**Exercise details**:
Where "ServiceBuilder" occurs in a line of the entries below, copy that line.

Stored data

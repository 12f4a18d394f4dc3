// SPDX-FileCopyrightText: 2025 Semiotic Labs
//
// SPDX-License-Identifier: Apache-2.0

//! Health check types for API clients

use serde::{Deserialize, Serialize};

/// Health status of an API client
#[derive(Debug, Clone, PartialEq, Eq, Serialize, Deserialize)]
#[allow(missing_docs)]
pub enum HealthStatus {
    /// Service is healthy and operational
    Up,
    /// Service is down and not functional
    Down { reason: String },
}

/// Outcome of `connect` / `check_connection` as reported to the host engine
#[derive(Debug, Clone, PartialEq, Eq, Serialize, Deserialize)]
pub struct ConnectionStatus {
    /// Whether the upstream is usable
    pub success: bool,
    /// Human-readable reason when `success` is false
    pub error_message: Option<String>,
}

impl HealthStatus {
    /// Check if this health status indicates the service is completely down
    pub fn is_down(&self) -> bool {
        matches!(self, HealthStatus::Down { .. })
    }

    /// Get a human-readable description of the status
    pub fn description(&self) -> &str {
        match self {
            HealthStatus::Up => "Service is healthy",
            HealthStatus::Down { reason } => reason,
        }
    }
}

impl ConnectionStatus {
    /// A successful connection
    pub fn ok() -> Self {
        Self {
            success: true,
            error_message: None,
        }
    }

    /// A failed connection with its reason
    pub fn failed(reason: impl Into<String>) -> Self {
        Self {
            success: false,
            error_message: Some(reason.into()),
        }
    }
}

impl From<&HealthStatus> for ConnectionStatus {
    fn from(status: &HealthStatus) -> Self {
        match status {
            HealthStatus::Up => Self::ok(),
            HealthStatus::Down { reason } => Self::failed(reason.clone()),
        }
    }
}
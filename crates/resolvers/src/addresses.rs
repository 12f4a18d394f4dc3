// SPDX-FileCopyrightText: 2025 Semiotic Labs
//
// SPDX-License-Identifier: Apache-2.0

//! `addresses` table
//!
//! `address = ?` reads the detailed address record, `address IN (...)` the
//! multi-address summary. Without either predicate the table is empty.

use api_client::{ApiClient, ApiError};
use serde_json::Value;
use shared_types::{Predicate, Table};
use tracing::debug;

use crate::{
    TableResolver,
    dispatch::{PredicateMatcher, path_segment, select_variant},
    fields::{field, is_truthy, list, time_bounds},
};

/// Columns of the `addresses` table
pub const ADDRESS_COLUMNS: &[&str] = &[
    "address",
    "hash160",
    "n_tx",
    "n_unredeemed",
    "total_received",
    "total_sent",
    "final_balance",
    "first_tx_time",
    "last_tx_time",
];

/// Separator the multi-address endpoint expects between addresses
const ACTIVE_SEPARATOR: &str = "|";

#[derive(Debug, Clone, Copy, PartialEq, Eq)]
enum AddressQuery {
    Single,
    Set,
}

const RULES: &[(PredicateMatcher, AddressQuery)] = &[
    (PredicateMatcher::eq("address"), AddressQuery::Single),
    (PredicateMatcher::is_in("address"), AddressQuery::Set),
];

/// Resolver for the `addresses` table
#[derive(Debug, Clone, Copy, Default)]
pub struct AddressesTable;

impl TableResolver for AddressesTable {
    fn columns(&self) -> &'static [&'static str] {
        ADDRESS_COLUMNS
    }

    async fn select<C: ApiClient>(
        &self,
        client: &C,
        predicates: &[Predicate],
    ) -> Result<Table, ApiError> {
        let mut table = Table::new(ADDRESS_COLUMNS);

        match select_variant(RULES, predicates) {
            Some((AddressQuery::Single, value)) => {
                let Some(address) = path_segment(value) else {
                    debug!("address is not a path segment, returning empty table");
                    return Ok(table);
                };
                debug!(address, "resolving address");
                let record = client.call(&format!("/rawaddr/{address}"), &[]).await?;
                if is_truthy(&record) {
                    table.push_row(address_row(&record));
                }
            }
            Some((AddressQuery::Set, value)) => {
                let active = value.texts().join(ACTIVE_SEPARATOR);
                debug!(active, "resolving address set");
                let response = client.call("/multiaddr", &[("active", active)]).await?;
                for summary in list(&response, "addresses") {
                    table.push_row(summary_row(summary));
                }
            }
            None => debug!("no address predicate, returning empty table"),
        }

        Ok(table)
    }
}

fn address_row(record: &Value) -> Vec<Value> {
    let (first, last) = time_bounds(list(record, "txs"));
    vec![
        field(record, "address"),
        field(record, "hash160"),
        field(record, "n_tx"),
        field(record, "n_unredeemed"),
        field(record, "total_received"),
        field(record, "total_sent"),
        field(record, "final_balance"),
        first.unwrap_or(Value::Null),
        last.unwrap_or(Value::Null),
    ]
}

/// The multi-address shape carries no unspent count and no transaction list
fn summary_row(summary: &Value) -> Vec<Value> {
    vec![
        field(summary, "address"),
        field(summary, "hash160"),
        field(summary, "n_tx"),
        Value::Null,
        field(summary, "total_received"),
        field(summary, "total_sent"),
        field(summary, "final_balance"),
        Value::Null,
        Value::Null,
    ]
}

#[cfg(test)]
mod tests {
    use serde_json::json;

    use super::*;
    use crate::testing::StubClient;

    const ADDR: &str = "1A1zP1eP5QGefi2DMPTfTL5SLmv7DivfNa";

    #[tokio::test]
    async fn single_address_scans_transaction_times() {
        let client = StubClient::new().with_response(
            &format!("/rawaddr/{ADDR}"),
            json!({
                "address": ADDR,
                "hash160": "62e907b15cbf27d5425399ebf6f0fb50ebb88f18",
                "n_tx": 3,
                "n_unredeemed": 1,
                "total_received": 5_000_000_000_i64,
                "total_sent": 0,
                "final_balance": 5_000_000_000_i64,
                "txs": [
                    {"time": 1_300_000_000},
                    {"time": 1_231_006_505},
                    {"hash": "no-time"},
                    {"time": 1_600_000_000}
                ]
            }),
        );
        let table = AddressesTable
            .select(&client, &[Predicate::eq("address", ADDR)])
            .await
            .unwrap();

        assert_eq!(table.len(), 1);
        assert_eq!(table.cell(0, "n_unredeemed"), Some(&json!(1)));
        assert_eq!(table.cell(0, "first_tx_time"), Some(&json!(1_231_006_505)));
        assert_eq!(table.cell(0, "last_tx_time"), Some(&json!(1_600_000_000)));
    }

    #[tokio::test]
    async fn empty_transaction_list_leaves_times_null() {
        let client = StubClient::new().with_response(
            &format!("/rawaddr/{ADDR}"),
            json!({"address": ADDR, "n_tx": 0, "txs": []}),
        );
        let table = AddressesTable
            .select(&client, &[Predicate::eq("address", ADDR)])
            .await
            .unwrap();

        assert_eq!(table.cell(0, "first_tx_time"), Some(&Value::Null));
        assert_eq!(table.cell(0, "last_tx_time"), Some(&Value::Null));
    }

    #[tokio::test]
    async fn address_set_joins_members_into_one_request() {
        let client = StubClient::new().with_response(
            "/multiaddr",
            json!({"addresses": [
                {"address": "addr1", "n_tx": 2, "final_balance": 10},
                {"address": "addr2", "n_tx": 5, "final_balance": 0}
            ]}),
        );
        let table = AddressesTable
            .select(&client, &[Predicate::is_in("address", vec!["addr1", "addr2"])])
            .await
            .unwrap();

        let calls = client.calls();
        assert_eq!(calls.len(), 1);
        assert_eq!(calls[0].1, vec![("active", "addr1|addr2".to_string())]);

        assert_eq!(table.len(), 2);
        for row in 0..2 {
            for column in ["n_unredeemed", "first_tx_time", "last_tx_time"] {
                assert_eq!(table.cell(row, column), Some(&Value::Null), "{column}");
            }
        }
        assert_eq!(table.cell(1, "n_tx"), Some(&json!(5)));
    }

    #[tokio::test]
    async fn exact_address_beats_address_set() {
        let client = StubClient::new()
            .with_response(&format!("/rawaddr/{ADDR}"), json!({"address": ADDR}));
        let predicates = vec![
            Predicate::is_in("address", vec!["addr1", "addr2"]),
            Predicate::eq("address", ADDR),
        ];
        AddressesTable.select(&client, &predicates).await.unwrap();

        assert_eq!(client.calls()[0].0, format!("/rawaddr/{ADDR}"));
    }

    #[tokio::test]
    async fn scalar_membership_is_a_single_member_set() {
        let client = StubClient::new().with_response("/multiaddr", json!({"addresses": []}));
        AddressesTable
            .select(&client, &[Predicate::is_in("address", "addr1")])
            .await
            .unwrap();

        assert_eq!(client.calls()[0].1, vec![("active", "addr1".to_string())]);
    }

    #[tokio::test]
    async fn without_predicate_nothing_is_fetched() {
        let client = StubClient::new();
        let table = AddressesTable
            .select(&client, &[Predicate::eq("hash", "abc")])
            .await
            .unwrap();

        assert!(table.is_empty());
        assert_eq!(table.columns(), ADDRESS_COLUMNS);
        assert!(client.calls().is_empty());
    }
}
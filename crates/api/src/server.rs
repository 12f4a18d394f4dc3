// SPDX-FileCopyrightText: 2025 Semiotic Labs
//
// SPDX-License-Identifier: Apache-2.0

//! Server implementation module
//!
//! Builds the Blockchain.com client and table handler from configuration,
//! wires the router with its middleware stack, and runs it with coordinated
//! graceful shutdown through a `CancellationToken`.

use std::{net::SocketAddr, sync::Arc, time::Duration};

use axum::{Router, http::HeaderName};
use blockchain_client::BlockchainClient;
use hyper::Request;
use resolvers::BlockchainHandler;
use tokio::net::TcpListener;
use tokio_util::sync::CancellationToken;
use tower::ServiceBuilder;
use tower_http::{
    cors::CorsLayer,
    request_id::{MakeRequestUuid, PropagateRequestIdLayer, SetRequestIdLayer},
    timeout::TimeoutLayer,
    trace::TraceLayer,
};
use tracing::{error, info, info_span, warn};

use crate::{
    config::ServerConfig,
    error::{ServerError, ServerResult},
    routes::create_routes,
    state::{ServerState, TableHandler},
};

const REQUEST_ID_HEADER: HeaderName = HeaderName::from_static("x-request-id");
const DEFAULT_GRACEFUL_SHUTDOWN_TIMEOUT_SECONDS: u64 = 30;
const DEFAULT_FORCE_SHUTDOWN_TIMEOUT_SECONDS: u64 = 5;

/// Configuration for server shutdown behavior
#[derive(Debug, Clone)]
pub struct ShutdownConfig {
    /// Maximum time to wait for in-flight requests once shutdown starts
    pub graceful_timeout: Duration,
    /// Maximum time to wait for background tasks after graceful shutdown
    pub force_timeout: Duration,
}

impl Default for ShutdownConfig {
    fn default() -> Self {
        Self {
            graceful_timeout: Duration::from_secs(DEFAULT_GRACEFUL_SHUTDOWN_TIMEOUT_SECONDS),
            force_timeout: Duration::from_secs(DEFAULT_FORCE_SHUTDOWN_TIMEOUT_SECONDS),
        }
    }
}

/// Main server struct
#[derive(Debug)]
pub struct Server {
    config: ServerConfig,
    router: Router,
    state: ServerState,
    cancellation_token: CancellationToken,
    shutdown_config: ShutdownConfig,
}

impl Server {
    /// Create a server talking to the configured Blockchain.com host
    ///
    /// # Errors
    ///
    /// Returns `ServerError::Config` if the upstream client cannot be built
    /// from the configuration.
    pub fn new(config: ServerConfig, shutdown_config: ShutdownConfig) -> ServerResult<Self> {
        let client =
            BlockchainClient::new(config.blockchain.clone()).map_err(|e| ServerError::Config {
                message: format!("invalid blockchain configuration: {e}"),
            })?;
        Ok(Self::with_handler(
            config,
            shutdown_config,
            Arc::new(BlockchainHandler::new(client)),
        ))
    }

    /// Create a server around an existing table handler
    pub fn with_handler(
        config: ServerConfig,
        shutdown_config: ShutdownConfig,
        handler: Arc<TableHandler>,
    ) -> Self {
        let cancellation_token = CancellationToken::new();
        let state = ServerState::new(config.clone(), handler, cancellation_token.child_token());
        let router = Self::create_router(state.clone());

        Self {
            config,
            router,
            state,
            cancellation_token,
            shutdown_config,
        }
    }

    fn create_router(state: ServerState) -> Router {
        let timeout_duration = state.config().timeout_seconds.value();

        let middleware = ServiceBuilder::new()
            .layer(SetRequestIdLayer::new(REQUEST_ID_HEADER, MakeRequestUuid))
            .layer(
                TraceLayer::new_for_http().make_span_with(|req: &Request<_>| {
                    if let Some(request_id) = req.headers().get(REQUEST_ID_HEADER) {
                        info_span!("http_request", ?request_id, method = %req.method(), uri = %req.uri())
                    } else {
                        error!("failed to extract id from request");
                        info_span!("http_request", request_id = "unknown")
                    }
                }),
            )
            .layer(PropagateRequestIdLayer::new(REQUEST_ID_HEADER))
            .layer(CorsLayer::permissive())
            .layer(TimeoutLayer::new(timeout_duration));

        create_routes().layer(middleware).with_state(state)
    }

    /// Check the upstream once so the first health report is warm
    async fn connect_upstream(&self) {
        let status = self.state.handler().connect().await;
        if let Some(reason) = status.error_message {
            warn!(%reason, "starting without a healthy Blockchain.com connection");
        }
    }

    /// Run the server with coordinated graceful shutdown
    ///
    /// # Errors
    ///
    /// Returns `ServerError::Bind` if unable to bind to the configured address,
    /// or `ServerError::Startup` if the server fails to start.
    pub async fn run(self) -> ServerResult<()> {
        let addr = self.config.socket_addr();
        let listener = TcpListener::bind(&addr)
            .await
            .map_err(|source| ServerError::Bind {
                address: addr,
                source,
            })?;

        let actual_addr = listener
            .local_addr()
            .map_err(|source| ServerError::Startup { source })?;

        self.connect_upstream().await;

        info!(
            address = %actual_addr,
            environment = %self.config.environment,
            base_url = %self.config.blockchain.base_url,
            "blockchain tables server starting",
        );

        let cancellation_token = self.cancellation_token.clone();
        let shutdown_token = cancellation_token.clone();
        tokio::spawn(async move {
            info!("spawning the graceful shutdown task");
            Self::shutdown_signal_handler(shutdown_token).await;
        });

        let graceful_timeout = self.shutdown_config.graceful_timeout;
        let serve = axum::serve(listener, self.router)
            .with_graceful_shutdown(async move {
                cancellation_token.cancelled().await;
                info!("shutdown requested, draining in-flight requests");
            })
            .into_future();
        tokio::pin!(serve);

        let server_result = tokio::select! {
            result = &mut serve => result,
            () = async {
                self.cancellation_token.cancelled().await;
                tokio::time::sleep(graceful_timeout).await;
            } => {
                warn!(?graceful_timeout, "graceful shutdown timed out, dropping connections");
                Ok(())
            }
        };

        if let Err(e) = server_result {
            error!(error = ?e, "Server error during shutdown");
            Err(ServerError::Shutdown { source: e })
        } else {
            info!("blockchain tables server shut down gracefully");
            Ok(())
        }
    }

    /// Cancel `cancellation_token` on SIGINT or SIGTERM
    async fn shutdown_signal_handler(cancellation_token: CancellationToken) {
        let signal_received = async {
            #[cfg(unix)]
            #[allow(clippy::expect_used)]
            {
                use tokio::signal::unix::{SignalKind, signal};

                let mut sigterm =
                    signal(SignalKind::terminate()).expect("Failed to register SIGTERM handler");
                let mut sigint =
                    signal(SignalKind::interrupt()).expect("Failed to register SIGINT handler");

                tokio::select! {
                    _ = sigterm.recv() => "SIGTERM",
                    _ = sigint.recv() => "SIGINT",
                }
            }

            #[cfg(not(unix))]
            #[allow(clippy::expect_used)]
            {
                tokio::signal::ctrl_c()
                    .await
                    .expect("Failed to install CTRL+C signal handler");
                "CTRL+C"
            }
        };

        tokio::select! {
            signal_name = signal_received => {
                warn!("Shutdown signal {} received, cancelling all operations...", signal_name);
                cancellation_token.cancel();
            },
            () = cancellation_token.cancelled() => {
                warn!("Cancellation token already cancelled, shutdown signal handler exiting");
            }
        }
    }

    /// Returns a clone of the cancellation token for coordinated shutdown
    pub fn cancellation_token(&self) -> CancellationToken {
        self.cancellation_token.clone()
    }

    /// Initiates graceful shutdown by cancelling the server's cancellation token
    pub fn shutdown(&self) {
        info!("programmatic shutdown requested");
        self.cancellation_token.cancel();
    }

    /// Run server for testing, returns the bound address
    ///
    /// # Errors
    ///
    /// Returns `ServerError::Bind` if unable to bind to the configured address.
    pub async fn run_for_testing(self) -> ServerResult<(SocketAddr, CancellationToken)> {
        let addr = self.config.socket_addr();

        let listener = TcpListener::bind(&addr)
            .await
            .map_err(|source| ServerError::Bind {
                address: addr,
                source,
            })?;

        let actual_addr = listener
            .local_addr()
            .map_err(|source| ServerError::Startup { source })?;

        let token = self.cancellation_token.child_token();
        let task = token.child_token();
        tokio::spawn(async move {
            let _ = axum::serve(listener, self.router)
                .with_graceful_shutdown(async move { task.cancelled().await })
                .await;
        });

        Ok((actual_addr, token))
    }

    /// Server configuration
    pub fn config(&self) -> &ServerConfig {
        &self.config
    }

    /// Server state
    pub fn state(&self) -> &ServerState {
        &self.state
    }
}
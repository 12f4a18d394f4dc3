// SPDX-FileCopyrightText: 2025 Semiotic Labs
//
// SPDX-License-Identifier: Apache-2.0

//! `charts` table: one row per point of a chart series

use api_client::{ApiClient, ApiError};
use serde_json::Value;
use shared_types::{Predicate, Table};
use tracing::debug;

use crate::{
    TableResolver,
    dispatch::{PredicateMatcher, path_segment},
    fields::{field, list, lookup, utc_date},
};

/// Columns of the `charts` table
pub const CHART_COLUMNS: &[&str] = &["chart_type", "timestamp", "value", "date"];

/// Chart served when the query does not name one
pub const DEFAULT_CHART_TYPE: &str = "market-price";

const CHART_TYPE: PredicateMatcher = PredicateMatcher::eq("chart_type");

/// Resolver for the `charts` table
#[derive(Debug, Clone, Copy, Default)]
pub struct ChartsTable;

impl TableResolver for ChartsTable {
    fn columns(&self) -> &'static [&'static str] {
        CHART_COLUMNS
    }

    async fn select<C: ApiClient>(
        &self,
        client: &C,
        predicates: &[Predicate],
    ) -> Result<Table, ApiError> {
        let (chart_type, segment) = match CHART_TYPE.bind(predicates) {
            Some(value) => match (value.as_text(), path_segment(value)) {
                (Some(chart_type), Some(segment)) => (chart_type, segment),
                _ => {
                    debug!("chart type is not a path segment, returning empty table");
                    return Ok(Table::new(CHART_COLUMNS));
                }
            },
            None => (DEFAULT_CHART_TYPE.to_string(), DEFAULT_CHART_TYPE.to_string()),
        };
        debug!(chart_type, "resolving chart series");

        let response = client
            .call(&format!("/charts/{segment}"), &[("format", "json".to_string())])
            .await?;

        let label = Value::String(chart_type);
        let rows = list(&response, "values")
            .iter()
            .map(|point| {
                vec![
                    label.clone(),
                    field(point, "x"),
                    field(point, "y"),
                    utc_date(lookup(point, "x")),
                ]
            })
            .collect();

        Ok(Table::with_rows(CHART_COLUMNS, rows))
    }
}

#[cfg(test)]
mod tests {
    use serde_json::json;

    use super::*;
    use crate::testing::StubClient;

    #[tokio::test]
    async fn defaults_to_market_price() {
        let client = StubClient::new().with_response(
            "/charts/market-price",
            json!({"values": [{"x": 1_700_006_400, "y": 37_000.5}]}),
        );
        let table = ChartsTable.select(&client, &[]).await.unwrap();

        assert_eq!(table.len(), 1);
        assert_eq!(table.cell(0, "chart_type"), Some(&json!("market-price")));
        assert_eq!(table.cell(0, "date"), Some(&json!("2023-11-15")));
        assert_eq!(
            client.calls()[0].1,
            vec![("format", "json".to_string())]
        );
    }

    #[tokio::test]
    async fn named_chart_and_epoch_point() {
        let client = StubClient::new().with_response(
            "/charts/hash-rate",
            json!({"values": [{"x": 0, "y": 1}, {"y": 2}]}),
        );
        let table = ChartsTable
            .select(&client, &[Predicate::eq("chart_type", "hash-rate")])
            .await
            .unwrap();

        assert_eq!(table.len(), 2);
        assert_eq!(table.cell(0, "timestamp"), Some(&json!(0)));
        assert_eq!(table.cell(0, "date"), Some(&json!("1970-01-01")));
        assert_eq!(table.cell(1, "timestamp"), Some(&Value::Null));
        assert_eq!(table.cell(1, "date"), Some(&json!("1970-01-01")));
        assert_eq!(table.cell(1, "value"), Some(&json!(2)));
    }

    #[tokio::test]
    async fn missing_series_is_empty() {
        let client = StubClient::new().with_response("/charts/market-price", Value::Null);
        let table = ChartsTable.select(&client, &[]).await.unwrap();

        assert!(table.is_empty());
        assert_eq!(table.columns(), CHART_COLUMNS);
    }

    #[tokio::test]
    async fn chart_type_is_escaped_but_labelled_verbatim() {
        let client = StubClient::new().with_response(
            "/charts/..%2Fstats",
            json!({"values": [{"x": 86_400, "y": 1}]}),
        );
        let table = ChartsTable
            .select(&client, &[Predicate::eq("chart_type", "../stats")])
            .await
            .unwrap();

        assert_eq!(client.calls()[0].0, "/charts/..%2Fstats");
        assert_eq!(table.cell(0, "chart_type"), Some(&json!("../stats")));
        assert_eq!(table.cell(0, "date"), Some(&json!("1970-01-02")));
    }
}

**Expected answer**:
use tower::ServiceBuilder;
        let middleware = ServiceBuilder::new()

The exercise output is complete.